Open rybon opened 2 years ago
Example to test with: https://arxiv.org/pdf/1708.08021.pdf
For reference, this issue does not occur with PyMuPDF.
Hey @rybon , this is likely because the in-memory representation of the PDF page exceeds the memory allocated to the WASM worker. This limit varies depending the JS engine, see for example V8.
It might be possible to work around this using the browser's memory API but this isn't something I'm familiar with.
For reference, this issue does not occur with PyMuPDF.
This isn't surprising, as that library uses native C bindings instead of webassembly.
Thanks for providing example file, I'll use this to investigate further.
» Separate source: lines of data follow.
//! Alert delivery.
//!
//! [`AlertSink`] is the seam the runbook engine and the daemon raise alerts
//! through. Delivery is fire-and-forget: a sink never reports failure to its
//! caller.
//!
//! [`AlertSystem`] is the default sink. It appends one line per alert to the
//! alert log:
//!
//! ```text
//! [WARNING] 2026-03-02 14:05:11 - Resource Hog Detected: Process stress (PID 4242): CPU: 97.0%
//! ```
//!
//! and, when `[alerts].desktop` is set, raises a desktop notification via
//! `notify-send`.

use async_trait::async_trait;
use std::io::Write;
use std::path::PathBuf;
use std::time::Duration;

use crate::config::AlertsConfig;
use crate::models::Severity;

const NOTIFY_TIMEOUT: Duration = Duration::from_secs(5);

/// Metric families with a critical threshold.
#[derive(Debug, Clone, Copy, PartialEq, Eq)]
pub enum Metric {
    Disk,
    Memory,
    Cpu,
}

#[async_trait]
pub trait AlertSink: Send + Sync {
    /// Deliver one alert. Failures are swallowed.
    async fn send(&self, kind: &str, message: &str, severity: Severity);

    async fn resource_hog(&self, pid: u32, name: &str, reason: &str) {
        self.send(
            "Resource Hog Detected",
            &format!("Process {} (PID {}): {}", name, pid, reason),
            Severity::Warning,
        )
        .await
    }

    async fn high_disk(&self, filesystem: &str, usage_percent: f64) {
        let severity = if usage_percent >= 95.0 {
            Severity::Critical
        } else {
            Severity::Warning
        };
        self.send(
            "High Disk Usage",
            &format!("{} is {:.1}% full", filesystem, usage_percent),
            severity,
        )
        .await
    }

    async fn high_memory(&self, usage_percent: f64) {
        let severity = if usage_percent >= 90.0 {
            Severity::Critical
        } else {
            Severity::Warning
        };
        self.send(
            "High Memory Usage",
            &format!("System memory at {:.1}%", usage_percent),
            severity,
        )
        .await
    }
}

impl AlertsConfig {
    /// Whether `value` reaches the critical threshold for `metric`.
    pub fn should_alert(&self, metric: Metric, value: f64) -> bool {
        let threshold = match metric {
            Metric::Disk => self.critical_disk_threshold,
            Metric::Memory => self.critical_memory_threshold,
            Metric::Cpu => self.critical_cpu_threshold,
        };
        value >= threshold
    }
}

/// File log plus optional desktop notifications.
pub struct AlertSystem {
    config: AlertsConfig,
    log_path: PathBuf,
}

impl AlertSystem {
    pub fn new(config: AlertsConfig, log_path: PathBuf) -> Self {
        Self { config, log_path }
    }

    pub fn should_alert(&self, metric: Metric, value: f64) -> bool {
        self.config.should_alert(metric, value)
    }

    fn append(&self, line: &str) -> std::io::Result<()> {
        if let Some(parent) = self.log_path.parent() {
            std::fs::create_dir_all(parent)?;
        }
        let mut file = std::fs::OpenOptions::new()
            .create(true)
            .append(true)
            .open(&self.log_path)?;
        writeln!(file, "{}", line)
    }

    async fn notify_desktop(&self, kind: &str, message: &str, severity: Severity) {
        let urgency = if severity == Severity::Critical {
            "critical"
        } else {
            "normal"
        };
        let child = tokio::process::Command::new("notify-send")
            .arg("-u")
            .arg(urgency)
            .arg(format!("LKO Agent: {}", kind))
            .arg(message)
            .kill_on_drop(true)
            .status();
        match tokio::time::timeout(NOTIFY_TIMEOUT, child).await {
            Ok(Ok(_)) => {}
            Ok(Err(e)) => tracing::debug!("notify-send unavailable: {}", e),
            Err(_) => tracing::debug!("notify-send timed out"),
        }
    }
}

/// Format one alert-log line.
pub fn format_alert(kind: &str, message: &str, severity: Severity) -> String {
    let timestamp = chrono::Local::now().format("%Y-%m-%d %H:%M:%S");
    format!("[{}] {} - {}: {}", severity, timestamp, kind, message)
}

#[async_trait]
impl AlertSink for AlertSystem {
    async fn send(&self, kind: &str, message: &str, severity: Severity) {
        if !self.config.enabled {
            return;
        }
        let line = format_alert(kind, message, severity);
        if let Err(e) = self.append(&line) {
            tracing::warn!("failed to write alert log {}: {}", self.log_path.display(), e);
        }
        match severity {
            Severity::Critical => tracing::error!("{}: {}", kind, message),
            Severity::Warning => tracing::warn!("{}: {}", kind, message),
            Severity::Info => tracing::info!("{}: {}", kind, message),
        }
        if self.config.desktop {
            self.notify_desktop(kind, message, severity).await;
        }
    }
}

#[cfg(test)]
pub(crate) mod testing {
    use super::*;
    use std::sync::Mutex;

    /// Captures alerts for assertions.
    #[derive(Default)]
    pub struct RecordingSink {
        pub alerts: Mutex<Vec<(String, String, Severity)>>,
    }

    impl RecordingSink {
        pub fn taken(&self) -> Vec<(String, String, Severity)> {
            self.alerts.lock().unwrap().clone()
        }
    }

    #[async_trait]
    impl AlertSink for RecordingSink {
        async fn send(&self, kind: &str, message: &str, severity: Severity) {
            self.alerts
                .lock()
                .unwrap()
                .push((kind.to_string(), message.to_string(), severity));
        }
    }
}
Thanks! I appreciate your efforts.
By the way, I encountered this issue by looping over the number of pages in the document and grabbing the text per page. It seems memory is not freed in C after the text is retrieved. I tried to fix it by mucking about in the C code (adding a few fz_free
and friends method calls) and recompiling to WASM, but wasn't successful.
I tried version 1.20.3
too, but it seems the API interface changed quite a bit in that version.
Fortunately there's a workaround: loading the same PDF with PDF.js and grabbing the page text via its API instead. This works in the browser, web worker and Node.js.
@rybon I've added an automated test suite on this branch.
In it, I've tested the entire API and in particular ran getPageText
with your example file, but this hasn't caused a crash and has successfully written the output to a jest snapshot.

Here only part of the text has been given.